_EXTRACTED MATERIAL:_
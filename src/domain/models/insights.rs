//! Cross-document insights payload.
//!
//! Derived on every request from the set of a user's analyses; never
//! persisted. All percentage-like values are integers here because rounding
//! happens only at this presentation boundary.

use serde::{Deserialize, Serialize};

/// Six 0-100 quality axes.
#[derive(Debug, Clone, Default, PartialEq, Eq, Serialize, Deserialize)]
#[serde(rename_all = "camelCase")]
pub struct RadarAxes {
    pub quality: i64,
    pub consistency: i64,
    pub fact_accuracy: i64,
    pub logic: i64,
    pub objectivity: i64,
    pub compliance: i64,
}

/// One ten-point score bucket.
#[derive(Debug, Clone, PartialEq, Eq, Serialize, Deserialize)]
#[serde(rename_all = "camelCase")]
pub struct ScoreBucket {
    pub range: String,
    pub count: u64,
}

/// A label with its frequency.
#[derive(Debug, Clone, PartialEq, Eq, Serialize, Deserialize)]
#[serde(rename_all = "camelCase")]
pub struct NamedCount {
    pub name: String,
    pub count: u64,
}

/// Fact-check verdict counts.
#[derive(Debug, Clone, Default, PartialEq, Eq, Serialize, Deserialize)]
#[serde(rename_all = "camelCase")]
pub struct FactFunnel {
    pub total_claims: u64,
    pub verified: u64,
    pub contradicted: u64,
    pub other: u64,
}

/// Pass/warn/fail tally for one regulation.
#[derive(Debug, Clone, Default, PartialEq, Eq, Serialize, Deserialize)]
#[serde(rename_all = "camelCase")]
pub struct ComplianceRow {
    pub regulation: String,
    pub pass: u64,
    pub warn: u64,
    pub fail: u64,
}

/// Most frequent items per SWOT quadrant.
#[derive(Debug, Clone, Default, PartialEq, Eq, Serialize, Deserialize)]
#[serde(rename_all = "camelCase")]
pub struct SwotSummary {
    pub strengths: Vec<NamedCount>,
    pub weaknesses: Vec<NamedCount>,
    pub opportunities: Vec<NamedCount>,
    pub threats: Vec<NamedCount>,
}

/// Averages for one Sunday-aligned week.
#[derive(Debug, Clone, PartialEq, Eq, Serialize, Deserialize)]
#[serde(rename_all = "camelCase")]
pub struct WeekPoint {
    /// Sunday that starts the week, `YYYY-MM-DD`.
    pub week: String,
    pub avg_score: i64,
    pub avg_noise: i64,
    pub count: u64,
}

/// Boardroom simulation votes.
#[derive(Debug, Clone, Default, PartialEq, Eq, Serialize, Deserialize)]
#[serde(rename_all = "camelCase")]
pub struct VoteTally {
    pub approve: u64,
    pub reject: u64,
    pub revise: u64,
}

/// Every rollup over a user's analyses.
#[derive(Debug, Clone, Default, PartialEq, Eq, Serialize, Deserialize)]
#[serde(rename_all = "camelCase")]
pub struct InsightsPayload {
    pub total_documents: u64,
    pub total_analyses: u64,
    pub radar: RadarAxes,
    pub score_distribution: Vec<ScoreBucket>,
    pub bias_treemap: Vec<NamedCount>,
    pub severity_histogram: Vec<NamedCount>,
    pub fact_funnel: FactFunnel,
    pub compliance_grid: Vec<ComplianceRow>,
    pub swot: SwotSummary,
    pub weekly_trend: Vec<WeekPoint>,
    pub trend_delta: i64,
    pub top_fallacies: Vec<NamedCount>,
    pub top_failure_scenarios: Vec<NamedCount>,
    pub top_blind_spots: Vec<NamedCount>,
    pub boardroom_votes: VoteTally,
}

/// Marker body returned for a user with no documents.
#[derive(Debug, Clone, PartialEq, Eq, Serialize, Deserialize)]
pub struct EmptyInsights {
    pub empty: bool,
}

/// Insights, or the empty marker for a user without documents.
#[derive(Debug, Clone, PartialEq, Eq, Serialize, Deserialize)]
#[serde(untagged)]
pub enum InsightsResponse {
    Empty(EmptyInsights),
    Ready(Box<InsightsPayload>),
}

impl InsightsResponse {
    /// The `{"empty": true}` marker.
    pub fn empty() -> Self {
        Self::Empty(EmptyInsights { empty: true })
    }

    /// Whether this is the empty marker.
    pub fn is_empty(&self) -> bool {
        matches!(self, Self::Empty(_))
    }
}
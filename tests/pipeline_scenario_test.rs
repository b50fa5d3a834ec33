//! Pipeline runs driven through the runner and over a real socket.

mod common;

use std::sync::Arc;
use std::time::Duration;

use tokio::net::TcpListener;
use tokio_test::assert_ok;

use common::{app_state, assert_well_formed, finding, scenario_graph, setup_test_logging};
use docaudit::adapters::http::build_router;
use docaudit::adapters::sqlite::{create_migrated_test_pool, SqliteAnalysisRepository, SqliteDocumentRepository};
use docaudit::adapters::stages::{RiskScorerStage, ScriptedStage, SequentialStageGraph};
use docaudit::domain::models::{Document, DocumentStatus, ProgressUpdate, Severity, StageOutput};
use docaudit::domain::ports::{AnalysisRepository, DocumentRepository, NullEmbeddingStore, StageGraph};
use docaudit::services::{
    PipelineError, PipelineRunner, ReqwestConnector, ResilientPersistence, RunOutcome, RunnerConfig, StreamClient,
    StreamClientError, StreamRetryPolicy,
};
use sqlx::SqlitePool;

fn runner_config() -> RunnerConfig {
    RunnerConfig {
        overall_timeout: Duration::from_secs(10),
        fallback_timeout: Duration::from_secs(5),
    }
}

fn runner(pool: &SqlitePool, graph: Arc<dyn StageGraph>) -> Arc<PipelineRunner> {
    let analyses = Arc::new(SqliteAnalysisRepository::new(pool.clone(), Duration::from_secs(300)));
    let persistence = Arc::new(ResilientPersistence::new(analyses, Arc::new(NullEmbeddingStore)));
    Arc::new(PipelineRunner::new(
        graph,
        Arc::new(SqliteDocumentRepository::new(pool.clone())),
        persistence,
        runner_config(),
    ))
}

/// A short graph whose first stage sleeps for `delay`.
fn slow_graph(delay: Duration) -> Arc<dyn StageGraph> {
    Arc::new(
        SequentialStageGraph::new(vec![
            Arc::new(ScriptedStage::new("structurer", vec![]).with_delay(delay)),
            Arc::new(ScriptedStage::new(
                "bias_detective",
                vec![StageOutput::Biases(vec![finding("anchoring", Severity::Medium)])],
            )),
            Arc::new(RiskScorerStage::new(None)),
        ])
        .unwrap(),
    )
}

fn failing_graph() -> Arc<dyn StageGraph> {
    Arc::new(SequentialStageGraph::new(vec![Arc::new(ScriptedStage::failing("structurer", "model unavailable"))]).unwrap())
}

async fn seed(pool: &SqlitePool) -> Document {
    let doc = Document::new("alice", "memo.txt", "We are certain the launch succeeds.");
    SqliteDocumentRepository::new(pool.clone()).create(&doc).await.unwrap();
    doc
}

async fn status(pool: &SqlitePool, doc: &Document) -> DocumentStatus {
    SqliteDocumentRepository::new(pool.clone())
        .get(doc.id)
        .await
        .unwrap()
        .unwrap()
        .status
}

#[tokio::test]
async fn test_reference_scenario() {
    setup_test_logging();
    let pool = create_migrated_test_pool().await.unwrap();
    let doc = seed(&pool).await;

    let (mut rx, handle) = runner(&pool, scenario_graph()).spawn(doc.clone(), 8);
    let mut events = Vec::new();
    while let Some(event) = rx.recv().await {
        events.push(event);
    }
    let run = assert_ok!(handle.await.unwrap());

    assert_well_formed(&events);
    let biases: Vec<Severity> = events
        .iter()
        .filter_map(|e| match e {
            ProgressUpdate::Bias { severity, .. } => Some(*severity),
            _ => None,
        })
        .collect();
    assert_eq!(biases, vec![Severity::High, Severity::Critical]);

    let noise = events.iter().find_map(|e| match e {
        ProgressUpdate::Noise { result, .. } => Some(result.score),
        _ => None,
    });
    assert_eq!(noise, Some(62.0));

    // Population std-dev of 60/62/64 is 1.63, doubled into the noise score.
    assert!((run.report.noise_score - 3.26).abs() < 1e-9);
    assert!((run.report.overall_score - (100.0 - 10.0 - 20.0 - 3.26 * 0.2)).abs() < 1e-9);
    assert_eq!(status(&pool, &doc).await, DocumentStatus::Complete);
}

#[tokio::test]
async fn test_run_outlives_a_disconnected_client() {
    let pool = create_migrated_test_pool().await.unwrap();
    let doc = seed(&pool).await;

    let (rx, handle) = runner(&pool, slow_graph(Duration::from_millis(50))).spawn(doc.clone(), 1);
    drop(rx);

    let run = assert_ok!(handle.await.unwrap());
    assert!(run.outcome.status_applied);
    assert_eq!(status(&pool, &doc).await, DocumentStatus::Complete);

    let analyses = SqliteAnalysisRepository::new(pool.clone(), Duration::from_secs(300));
    let latest = analyses.latest_for_document(doc.id).await.unwrap().unwrap();
    assert_eq!(latest.id, run.outcome.analysis_id);
}

#[tokio::test]
async fn test_latest_start_owns_status_when_older_run_finishes_last() {
    let pool = create_migrated_test_pool().await.unwrap();
    let doc = seed(&pool).await;

    let (mut slow_rx, slow) = runner(&pool, slow_graph(Duration::from_millis(400))).spawn(doc.clone(), 64);
    // Wait until the first run has claimed its generation.
    assert!(slow_rx.recv().await.is_some());

    let (_fast_rx, fast) = runner(&pool, slow_graph(Duration::ZERO)).spawn(doc.clone(), 64);
    let fast = assert_ok!(fast.await.unwrap());
    assert!(fast.outcome.status_applied);

    let slow = assert_ok!(slow.await.unwrap());
    assert!(slow.generation < fast.generation);
    assert!(!slow.outcome.status_applied);
    assert_eq!(status(&pool, &doc).await, DocumentStatus::Complete);

    let analyses = SqliteAnalysisRepository::new(pool.clone(), Duration::from_secs(300));
    assert_eq!(analyses.list_for_owner("alice").await.unwrap().len(), 2);
}

#[tokio::test]
async fn test_failed_latest_run_is_not_overwritten_by_stale_success() {
    let pool = create_migrated_test_pool().await.unwrap();
    let doc = seed(&pool).await;

    let (mut slow_rx, slow) = runner(&pool, slow_graph(Duration::from_millis(400))).spawn(doc.clone(), 64);
    assert!(slow_rx.recv().await.is_some());

    let (_rx, failed) = runner(&pool, failing_graph()).spawn(doc.clone(), 64);
    let err = failed.await.unwrap().unwrap_err();
    assert!(matches!(err, PipelineError::Execution(ref m) if m.contains("model unavailable")));
    assert_eq!(status(&pool, &doc).await, DocumentStatus::Error);

    let slow = assert_ok!(slow.await.unwrap());
    assert!(!slow.outcome.status_applied);
    assert_eq!(status(&pool, &doc).await, DocumentStatus::Error);
}

#[tokio::test]
async fn test_stream_client_follows_a_live_server() {
    let pool = create_migrated_test_pool().await.unwrap();
    let doc = seed(&pool).await;
    let app = build_router(app_state(pool.clone(), scenario_graph()), false);

    let listener = TcpListener::bind("127.0.0.1:0").await.unwrap();
    let addr = listener.local_addr().unwrap();
    let server = tokio::spawn(async move {
        axum::serve(listener, app).await.unwrap();
    });

    let client = StreamClient::new(
        Arc::new(ReqwestConnector::new(format!("http://{addr}"))),
        StreamRetryPolicy {
            max_retries: 2,
            initial_backoff: Duration::from_millis(10),
            max_backoff: Duration::from_millis(40),
        },
    );

    let mut seen = Vec::new();
    let state = client
        .follow("alice", doc.id, |update| seen.push(update.progress()))
        .await
        .unwrap();

    assert_eq!(state.reconnects, 0);
    assert_eq!(state.last_progress, 100);
    assert_eq!(state.biases.len(), 2);
    assert_eq!(state.noise_score, Some(62.0));
    assert!(matches!(state.outcome, Some(RunOutcome::Complete(_))));
    assert!(seen.windows(2).all(|w| w[0] <= w[1]));

    // A foreign caller is rejected outright, without retries.
    let err = client.follow("mallory", doc.id, |_| {}).await.unwrap_err();
    assert!(matches!(err, StreamClientError::Server(ref m) if m.contains("404")));

    server.abort();
}

#[tokio::test]
async fn test_stream_client_gives_up_on_persistent_gateway_errors() {
    let mut server = mockito::Server::new_async().await;
    let unavailable = server
        .mock("POST", "/api/analyze/stream")
        .with_status(503)
        .with_body("upstream unavailable")
        .expect(3)
        .create_async()
        .await;

    let client = StreamClient::new(
        Arc::new(ReqwestConnector::new(server.url())),
        StreamRetryPolicy {
            max_retries: 2,
            initial_backoff: Duration::from_millis(1),
            max_backoff: Duration::from_millis(4),
        },
    );

    let err = client.follow("alice", uuid::Uuid::new_v4(), |_| {}).await.unwrap_err();
    match err {
        StreamClientError::RetriesExhausted { attempts, last_error } => {
            assert_eq!(attempts, 3);
            assert!(last_error.contains("503"));
        }
        other => panic!("expected RetriesExhausted, got {other:?}"),
    }
    unavailable.assert_async().await;
}

#[tokio::test]
async fn test_stream_client_reconnects_after_truncated_stream() {
    let mut server = mockito::Server::new_async().await;
    let truncated = server
        .mock("POST", "/api/analyze/stream")
        .with_status(200)
        .with_header("content-type", "text/event-stream")
        .with_body("data: {\"type\":\"step\",\"step\":\"Initializing analysis\",\"status\":\"running\",\"progress\":5}\n\n")
        .expect(2)
        .create_async()
        .await;

    let client = StreamClient::new(
        Arc::new(ReqwestConnector::new(server.url())),
        StreamRetryPolicy {
            max_retries: 1,
            initial_backoff: Duration::from_millis(1),
            max_backoff: Duration::from_millis(4),
        },
    );

    let mut updates = 0;
    let err = client
        .follow("alice", uuid::Uuid::new_v4(), |_| updates += 1)
        .await
        .unwrap_err();
    assert!(matches!(err, StreamClientError::RetriesExhausted { attempts: 2, .. }));
    assert_eq!(updates, 2);
    truncated.assert_async().await;
}

#[tokio::test]
async fn test_stream_client_does_not_retry_a_failed_run() {
    let mut server = mockito::Server::new_async().await;
    let failed = server
        .mock("POST", "/api/analyze/stream")
        .with_status(200)
        .with_header("content-type", "text/event-stream")
        .with_body(concat!(
            "data: {\"type\":\"step\",\"step\":\"Initializing analysis\",\"status\":\"running\",\"progress\":5}\n\n",
            "data: {\"type\":\"error\",\"message\":\"Analysis timed out\",\"progress\":5}\n\n",
        ))
        .expect(1)
        .create_async()
        .await;

    let client = StreamClient::new(
        Arc::new(ReqwestConnector::new(server.url())),
        StreamRetryPolicy {
            max_retries: 3,
            initial_backoff: Duration::from_millis(1),
            max_backoff: Duration::from_millis(4),
        },
    );

    let err = client.follow("alice", uuid::Uuid::new_v4(), |_| {}).await.unwrap_err();
    assert_eq!(err, StreamClientError::Server("Analysis timed out".to_string()));
    failed.assert_async().await;
}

_YOUR ASSIGNMENT:_ Please transcribe the material line by line, exactly, from its opening line through the line that contains "Fact-check verdict counts.".

_YOUR RESPONSE:_
filename src/domain/models/insights.rs
//! Cross-document insights payload.
//!
//! Derived on every request from the set of a user's analyses; never
//! persisted. All percentage-like values are integers here because rounding
//! happens only at this presentation boundary.

use serde::{Deserialize, Serialize};

/// Six 0-100 quality axes.
#[derive(Debug, Clone, Default, PartialEq, Eq, Serialize, Deserialize)]
#[serde(rename_all = "camelCase")]
pub struct RadarAxes {
    pub quality: i64,
    pub consistency: i64,
    pub fact_accuracy: i64,
    pub logic: i64,
    pub objectivity: i64,
    pub compliance: i64,
}

/// One ten-point score bucket.
#[derive(Debug, Clone, PartialEq, Eq, Serialize, Deserialize)]
#[serde(rename_all = "camelCase")]
pub struct ScoreBucket {
    pub range: String,
    pub count: u64,
}

/// A label with its frequency.
#[derive(Debug, Clone, PartialEq, Eq, Serialize, Deserialize)]
#[serde(rename_all = "camelCase")]
pub struct NamedCount {
    pub name: String,
    pub count: u64,
}

/// Fact-check verdict counts.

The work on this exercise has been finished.